WARNING: here comes an expat rant.
Turns out friends, most people opted to celebrate warmongering instead of kindness on Tuesday.
Before you draw your weapons to shoot me down for disrespect, take a sec to remember what those veterans you honoured fought for in the first place. I absolutely love and respect the many veterans in my family. They were/are all tremendously intelligent, modest and kind, and I celebrate them for that, not for contributions made to violent dispute settlement.
I’m sure a number of people will point out in many countries (e.g. UK) the holiday was actually to celebrate the end of war, not the war itself, and I can appreciate that sentiment (though not the lame jokes about “winning the war”). I’m not suggesting it isn’t important to remember and revere such occasions, merely noticing that a holiday to celebrate modesty and kindness somehow couldn’t share the global spotlight.
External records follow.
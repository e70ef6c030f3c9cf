//! Fuzz target: `TwinSync::apply_write`
//!
//! Parses arbitrary bytes as a desired-properties patch and applies every
//! member as a twin write.  Asserts that no write panics, every write is
//! acknowledged, and the alert level and altitude never leave their
//! validated ranges.
//!
//! cargo fuzz run fuzz_twin_write

#![no_main]

use co2monitor::alarm::AlarmMachine;
use co2monitor::config::{
    MAX_ALERT_LEVEL_PPM, MAX_ALTITUDE_M, MIN_ALERT_LEVEL_PPM, MIN_ALTITUDE_M,
};
use co2monitor::telemetry::Sampler;
use co2monitor::twin::{TwinSync, TwinWrite};
use libfuzzer_sys::fuzz_target;
use serde_json::Value;

fuzz_target!(|data: &[u8]| {
    let Ok(Value::Object(patch)) = serde_json::from_slice::<Value>(data) else {
        return;
    };

    let mut twin = TwinSync::new("fuzz".into());
    let mut alarm = AlarmMachine::new(1000, 8_000);
    let mut sampler = Sampler::new(0);

    for (version, (name, value)) in patch.into_iter().enumerate() {
        let write = TwinWrite::new(&name, value, version as u32);
        let ack = twin.apply_write(&write, &mut alarm, &mut sampler);
        assert_eq!(ack.version, write.version);
        assert_eq!(ack.name, write.name);

        assert!((MIN_ALERT_LEVEL_PPM..=MAX_ALERT_LEVEL_PPM).contains(&alarm.threshold()));
        assert!((MIN_ALTITUDE_M..=MAX_ALTITUDE_M).contains(&sampler.altitude_m()));
    }
});
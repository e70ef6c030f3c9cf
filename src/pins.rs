//! GPIO / peripheral pin assignments for the CO2 monitor board.
//!
//! Single source of truth: every driver references this module rather than
//! hard-coding pin numbers.

// ---------------------------------------------------------------------------
// I²C bus (SCD30 CO2 sensor + LPS22HH barometer)
// ---------------------------------------------------------------------------

pub const I2C_SDA_GPIO: i32 = 8;
pub const I2C_SCL_GPIO: i32 = 9;
/// SCD30 supports up to 100 kHz with clock stretching.
pub const I2C_FREQ_HZ: u32 = 100_000;

// ---------------------------------------------------------------------------
// Buzzer (passive piezo, LEDC square wave)
// ---------------------------------------------------------------------------

pub const BUZZER_GPIO: i32 = 10;
/// Piezo resonant frequency.
pub const BUZZER_FREQ_HZ: u32 = 2_700;

// ---------------------------------------------------------------------------
// Status LED (discrete RGB, common cathode)
// ---------------------------------------------------------------------------

pub const LED_R_GPIO: i32 = 11;
pub const LED_G_GPIO: i32 = 12;
pub const LED_B_GPIO: i32 = 13;
pub const LED_PWM_FREQ_HZ: u32 = 1_000;

// ---------------------------------------------------------------------------
// Network LED (single colour, active-low)
// ---------------------------------------------------------------------------

pub const NETWORK_LED_GPIO: i32 = 14;

// ---------------------------------------------------------------------------
// Button B: quiet mode (active-low with external pull-up)
// ---------------------------------------------------------------------------

pub const BUTTON_B_GPIO: i32 = 21;
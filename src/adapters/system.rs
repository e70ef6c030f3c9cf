//! System adapter: hardware watchdog plus the update-agent handshake.
//!
//! The update agent itself lives outside this firmware; it posts pending
//! updates with [`SystemAdapter::notify_update`] and reads the answer back
//! with [`SystemAdapter::take_decision`].

use log::info;

use crate::app::ports::SystemPort;
use crate::drivers::watchdog::Watchdog;
use crate::update_gate::{UpdateDecision, UpdateRequest};

pub struct SystemAdapter {
    watchdog: Watchdog,
    pending: Option<UpdateRequest>,
    decision: Option<UpdateDecision>,
}

impl SystemAdapter {
    pub fn new(watchdog: Watchdog) -> Self {
        Self {
            watchdog,
            pending: None,
            decision: None,
        }
    }

    /// Announce a pending update.  Replaces an unanswered one.
    pub fn notify_update(&mut self, request: UpdateRequest) {
        self.pending = Some(request);
    }

    /// The gate's last answer, if not yet collected.
    pub fn take_decision(&mut self) -> Option<UpdateDecision> {
        self.decision.take()
    }

    pub fn watchdog(&self) -> &Watchdog {
        &self.watchdog
    }
}

impl SystemPort for SystemAdapter {
    fn kick_watchdog(&mut self) {
        self.watchdog.feed();
    }

    fn poll_update_request(&mut self) -> Option<UpdateRequest> {
        self.pending.take()
    }

    fn respond_update(&mut self, decision: UpdateDecision) {
        info!("Update agent answered: {decision:?}");
        self.decision = Some(decision);
    }
}

#[cfg(test)]
mod tests {
    use super::*;
    use crate::update_gate::UpdateKind;

    #[test]
    fn kick_feeds_watchdog() {
        let mut sys = SystemAdapter::new(Watchdog::new(60_000).unwrap());
        sys.kick_watchdog();
        sys.kick_watchdog();
        assert_eq!(sys.watchdog().feed_count(), 2);
    }

    #[test]
    fn update_request_is_consumed_once() {
        let mut sys = SystemAdapter::new(Watchdog::new(60_000).unwrap());
        sys.notify_update(UpdateRequest {
            kind: UpdateKind::Application,
            requested_at: 1_000,
        });
        assert!(sys.poll_update_request().is_some());
        assert!(sys.poll_update_request().is_none());

        sys.respond_update(UpdateDecision::Accept);
        assert_eq!(sys.take_decision(), Some(UpdateDecision::Accept));
        assert_eq!(sys.take_decision(), None);
    }
}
Is that because on a day where so many people are thinking about terrible moments in history, one country is meant to be hanging its collective head in shame rather than encouraging its children, its FUTURE, to celebrate altruistic principles?
Thousands celebrated remarkable renewal and unity in Berlin on Sunday and that feeling is carrying through all this week throughout the country with St Martin’s Laternenfests, and it reminded me we don’t celebrate kindness near enough. If we did, we’d likely cause a far greater revolution than any use of WMD or heavy artillery will ever produce. Call me a bleeding heart, call me naive, but if we can’t learn real lessons from history, maybe we could take one from the toddler trials. Anyone with a toddler surely has learned using force may yield an immediate action, but leaves no room for happiness for anyone. Taking the kind, patient road may take longer, but the journey is a damn sight nicer for everyone.